MADEIRA BEACH — A new $2 million fine dining restaurant will open here in December to become one of the few gulffront restaurants in Pinellas County.
"We are trying to bring to you a beautiful crown jewel on the Gulf of Mexico," said local restaurateur Steve Westphal, who will run the new Gulf Grill restaurant.
Westphal also owns and runs the Pub in Indian Shores; Parkshore Grill, 400 Beach Seafood & Tap House and the Hangar Restaurant and Flight Lounge in St. Petersburg; and provides catering to St. Petersburg's Mahaffey Theater and Cafe Gala inside the Dalí Museum.
"I was proud and honored for the opportunity to put a restaurant on the sand, which is long overdue," Westphal said.
The Gulf Grill will be directly on the beach at 14080 Gulf Blvd., between the city's Kitty Stuart Park and the Arena De Madeira condominium.
In approving the special development agreement for the restaurant, the City Commission granted a 15-space parking variance and will allow the restaurant to provide some of its 39 spaces across the street. Normally, the city would have required 54 spaces onsite.
In exchange, the developers are dedicating a 5-foot easement to the city to allow additional city-metered spaces in adjacent Kitty Stuart Park, bringing the mini-park's total parking to 20 spaces.
The developer, Gulfwaters Land Development, also agreed to pay the cost of city-installed restroom facilities within the park, up to a $20,000 maximum.
The 6,923-square-foot elevated restaurant is expected to seat 162 people within the Bahama Breeze-style building, and another 54 people at a first floor Tiki Bar and on an upper-level deck.
Developer David Bekhor said Monday that construction is expected to begin within a few weeks with the goal of opening by December.
His company, Anchorage Bay, bought the property in 2003 for $1.5 million with the intention of building a condominium, but put that project off as the economy and real estate market collapsed. The 100- by 117-foot lot is now valued by the Pinellas County property appraiser at just under $1 million.

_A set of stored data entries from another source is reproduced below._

use serde::{Deserialize, Serialize};

use crate::id::CommentId;
use crate::time::Timestamp;

/// One authored comment.
///
/// Parent and child links are plain identifiers into the owning
/// [`CommentsState`](crate::CommentsState) arena, never embedded nodes.
/// `text` is untrusted user input and is stored verbatim.
#[derive(Clone, Debug, PartialEq, Eq, Serialize, Deserialize)]
#[serde(rename_all = "camelCase")]
pub struct CommentNode {
    pub id: CommentId,
    /// `None` for a top-level comment. Immutable after creation.
    pub parent_id: Option<CommentId>,
    pub text: String,
    pub created_at: Timestamp,
    /// Set on every edit; absent means the comment was never edited.
    #[serde(default, skip_serializing_if = "Option::is_none")]
    pub updated_at: Option<Timestamp>,
    /// Replies in insertion order.
    #[serde(default)]
    pub child_ids: Vec<CommentId>,
    /// Absent is read as `false`.
    #[serde(default, skip_serializing_if = "Option::is_none")]
    pub is_collapsed: Option<bool>,
    /// Aggregate counters. Signed because a caller passing an inconsistent
    /// previous vote can drive them below zero; they are never clamped.
    #[serde(default)]
    pub likes: i64,
    #[serde(default)]
    pub dislikes: i64,
}

impl CommentNode {
    /// A fresh comment with no replies, no votes, and no edit history.
    pub fn new(
        id: CommentId,
        parent_id: Option<CommentId>,
        text: impl Into<String>,
        created_at: Timestamp,
    ) -> Self {
        Self {
            id,
            parent_id,
            text: text.into(),
            created_at,
            updated_at: None,
            child_ids: Vec::new(),
            is_collapsed: None,
            likes: 0,
            dislikes: 0,
        }
    }

    pub fn is_root(&self) -> bool {
        self.parent_id.is_none()
    }

    pub fn is_collapsed(&self) -> bool {
        self.is_collapsed.unwrap_or(false)
    }

    pub fn is_edited(&self) -> bool {
        self.updated_at.is_some()
    }

    pub fn has_replies(&self) -> bool {
        !self.child_ids.is_empty()
    }
}
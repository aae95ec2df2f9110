use thiserror::Error;

/// Errors produced by type operations.
#[derive(Debug, Error, PartialEq, Eq)]
pub enum TypeError {
    #[error("comment id must not be empty")]
    EmptyId,

    #[error("comment id contains whitespace: {0:?}")]
    WhitespaceInId(String),
}
use std::fs;
use std::io::{self, Write};
use std::path::{Path, PathBuf};

use tracing::debug;

use crate::error::{PersistError, PersistResult};
use crate::traits::SnapshotStore;

/// Directory-backed snapshot store: one JSON file per key.
///
/// Writes go to a temporary file in the same directory which is then
/// renamed over the target, so a crash mid-write leaves the previous
/// snapshot intact.
#[derive(Debug, Clone)]
pub struct FileSnapshotStore {
    dir: PathBuf,
}

impl FileSnapshotStore {
    /// Open (or create) a store rooted at `dir`.
    pub fn open(dir: impl AsRef<Path>) -> PersistResult<Self> {
        let dir = dir.as_ref().to_path_buf();
        fs::create_dir_all(&dir)?;
        Ok(Self { dir })
    }

    pub fn dir(&self) -> &Path {
        &self.dir
    }

    /// File backing `key`: `:` and `/` become `-`, plus a `.json` suffix.
    pub fn path_for(&self, key: &str) -> PersistResult<PathBuf> {
        if key.is_empty() || key.contains("..") || key.contains('\\') {
            return Err(PersistError::InvalidKey(key.to_string()));
        }
        let name: String = key
            .chars()
            .map(|c| if c == ':' || c == '/' { '-' } else { c })
            .collect();
        Ok(self.dir.join(format!("{name}.json")))
    }
}

impl SnapshotStore for FileSnapshotStore {
    fn read(&self, key: &str) -> PersistResult<Option<Vec<u8>>> {
        let path = self.path_for(key)?;
        match fs::read(&path) {
            Ok(bytes) => Ok(Some(bytes)),
            Err(e) if e.kind() == io::ErrorKind::NotFound => Ok(None),
            Err(e) => Err(e.into()),
        }
    }

    fn write(&self, key: &str, bytes: &[u8]) -> PersistResult<()> {
        let path = self.path_for(key)?;
        let mut tmp = tempfile::NamedTempFile::new_in(&self.dir)?;
        tmp.write_all(bytes)?;
        tmp.as_file().sync_all()?;
        tmp.persist(&path).map_err(|e| PersistError::Io(e.error))?;
        debug!(path = %path.display(), len = bytes.len(), "snapshot file written");
        Ok(())
    }

    fn remove(&self, key: &str) -> PersistResult<bool> {
        let path = self.path_for(key)?;
        match fs::remove_file(&path) {
            Ok(()) => Ok(true),
            Err(e) if e.kind() == io::ErrorKind::NotFound => Ok(false),
            Err(e) => Err(e.into()),
        }
    }

    fn exists(&self, key: &str) -> PersistResult<bool> {
        Ok(self.path_for(key)?.is_file())
    }
}

#[cfg(test)]
mod tests {
    use super::*;

    #[test]
    fn write_read_remove_roundtrip() {
        let dir = tempfile::tempdir().unwrap();
        let store = FileSnapshotStore::open(dir.path()).unwrap();

        assert!(store.read("thicket:comments").unwrap().is_none());
        store.write("thicket:comments", b"{}").unwrap();
        assert!(store.exists("thicket:comments").unwrap());
        assert_eq!(
            store.read("thicket:comments").unwrap().as_deref(),
            Some(&b"{}"[..])
        );
        assert!(store.remove("thicket:comments").unwrap());
        assert!(!store.remove("thicket:comments").unwrap());
    }

    #[test]
    fn keys_map_to_flat_file_names() {
        let dir = tempfile::tempdir().unwrap();
        let store = FileSnapshotStore::open(dir.path()).unwrap();
        let path = store.path_for("thicket:userVotes").unwrap();
        assert_eq!(path, dir.path().join("thicket-userVotes.json"));
    }

    #[test]
    fn rejects_escaping_keys() {
        let dir = tempfile::tempdir().unwrap();
        let store = FileSnapshotStore::open(dir.path()).unwrap();
        for bad in ["", "../etc", "a\\b"] {
            assert!(matches!(
                store.write(bad, b"x"),
                Err(PersistError::InvalidKey(_))
            ));
        }
    }

    #[test]
    fn overwrite_leaves_no_temp_files() {
        let dir = tempfile::tempdir().unwrap();
        let store = FileSnapshotStore::open(dir.path()).unwrap();
        store.write("k", b"one").unwrap();
        store.write("k", b"two").unwrap();
        assert_eq!(store.read("k").unwrap().as_deref(), Some(&b"two"[..]));
        let entries = fs::read_dir(dir.path()).unwrap().count();
        assert_eq!(entries, 1);
    }

    #[test]
    fn open_creates_missing_directory() {
        let dir = tempfile::tempdir().unwrap();
        let nested = dir.path().join("a").join("b");
        let store = FileSnapshotStore::open(&nested).unwrap();
        assert!(store.dir().is_dir());
    }
}
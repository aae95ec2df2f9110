use std::collections::HashMap;
use std::sync::atomic::{AtomicBool, AtomicUsize, Ordering};
use std::sync::{PoisonError, RwLock};

use crate::error::{PersistError, PersistResult};
use crate::traits::SnapshotStore;

/// In-memory, HashMap-based snapshot store.
///
/// Intended for tests and embedding. Counts successful writes so debounce
/// behavior can be observed, and can be switched into a failing mode to
/// simulate a full or unavailable medium.
pub struct InMemorySnapshotStore {
    blobs: RwLock<HashMap<String, Vec<u8>>>,
    writes: AtomicUsize,
    fail_writes: AtomicBool,
}

impl InMemorySnapshotStore {
    /// Create a new empty in-memory store.
    pub fn new() -> Self {
        Self {
            blobs: RwLock::new(HashMap::new()),
            writes: AtomicUsize::new(0),
            fail_writes: AtomicBool::new(false),
        }
    }

    /// Number of keys currently stored.
    pub fn len(&self) -> usize {
        self.blobs
            .read()
            .unwrap_or_else(PoisonError::into_inner)
            .len()
    }

    /// Returns `true` if the store is empty.
    pub fn is_empty(&self) -> bool {
        self.len() == 0
    }

    /// Number of successful writes since creation.
    pub fn write_count(&self) -> usize {
        self.writes.load(Ordering::Acquire)
    }

    /// When `true`, every write fails with [`PersistError::Unavailable`].
    pub fn set_fail_writes(&self, fail: bool) {
        self.fail_writes.store(fail, Ordering::Release);
    }
}

impl Default for InMemorySnapshotStore {
    fn default() -> Self {
        Self::new()
    }
}

impl SnapshotStore for InMemorySnapshotStore {
    fn read(&self, key: &str) -> PersistResult<Option<Vec<u8>>> {
        let map = self.blobs.read().unwrap_or_else(PoisonError::into_inner);
        Ok(map.get(key).cloned())
    }

    fn write(&self, key: &str, bytes: &[u8]) -> PersistResult<()> {
        if self.fail_writes.load(Ordering::Acquire) {
            return Err(PersistError::Unavailable("writes disabled".into()));
        }
        let mut map = self.blobs.write().unwrap_or_else(PoisonError::into_inner);
        map.insert(key.to_string(), bytes.to_vec());
        self.writes.fetch_add(1, Ordering::AcqRel);
        Ok(())
    }

    fn remove(&self, key: &str) -> PersistResult<bool> {
        let mut map = self.blobs.write().unwrap_or_else(PoisonError::into_inner);
        Ok(map.remove(key).is_some())
    }

    fn exists(&self, key: &str) -> PersistResult<bool> {
        let map = self.blobs.read().unwrap_or_else(PoisonError::into_inner);
        Ok(map.contains_key(key))
    }
}

impl std::fmt::Debug for InMemorySnapshotStore {
    fn fmt(&self, f: &mut std::fmt::Formatter<'_>) -> std::fmt::Result {
        f.debug_struct("InMemorySnapshotStore")
            .field("key_count", &self.len())
            .field("write_count", &self.write_count())
            .finish()
    }
}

"Two years ago, we decided to try to build a restaurant," Bekhor said. "It is a great project and will be the only restaurant on the beach in the city."
The restaurant, which will serve lunch and dinner, will offer upscale seafood described as "the freshest and most sustainable fish and shellfish our Gulf of Mexico has to offer."
The restaurant also supports the farm-to-table movement, and will frequently feature locally grown produce.
The menu will feature other cuisines as well, according to Bekhor. The restaurant will be licensed for beer, wine and liquor.
In approving the development agreement and parking variance, the commission overruled its planning commission, which had recommended the agreement only if the full 54 parking spaces were required.
A number of residents also objected, including an owner of a unit in the Arena Madeira who feared looking down on the restaurant roof and of possible noise from the outside bar on the restaurant deck.
"Madeira Beach deserves a good restaurant," countered resident Housh Ghovaee.
The commission agreed and unanimously approved the project.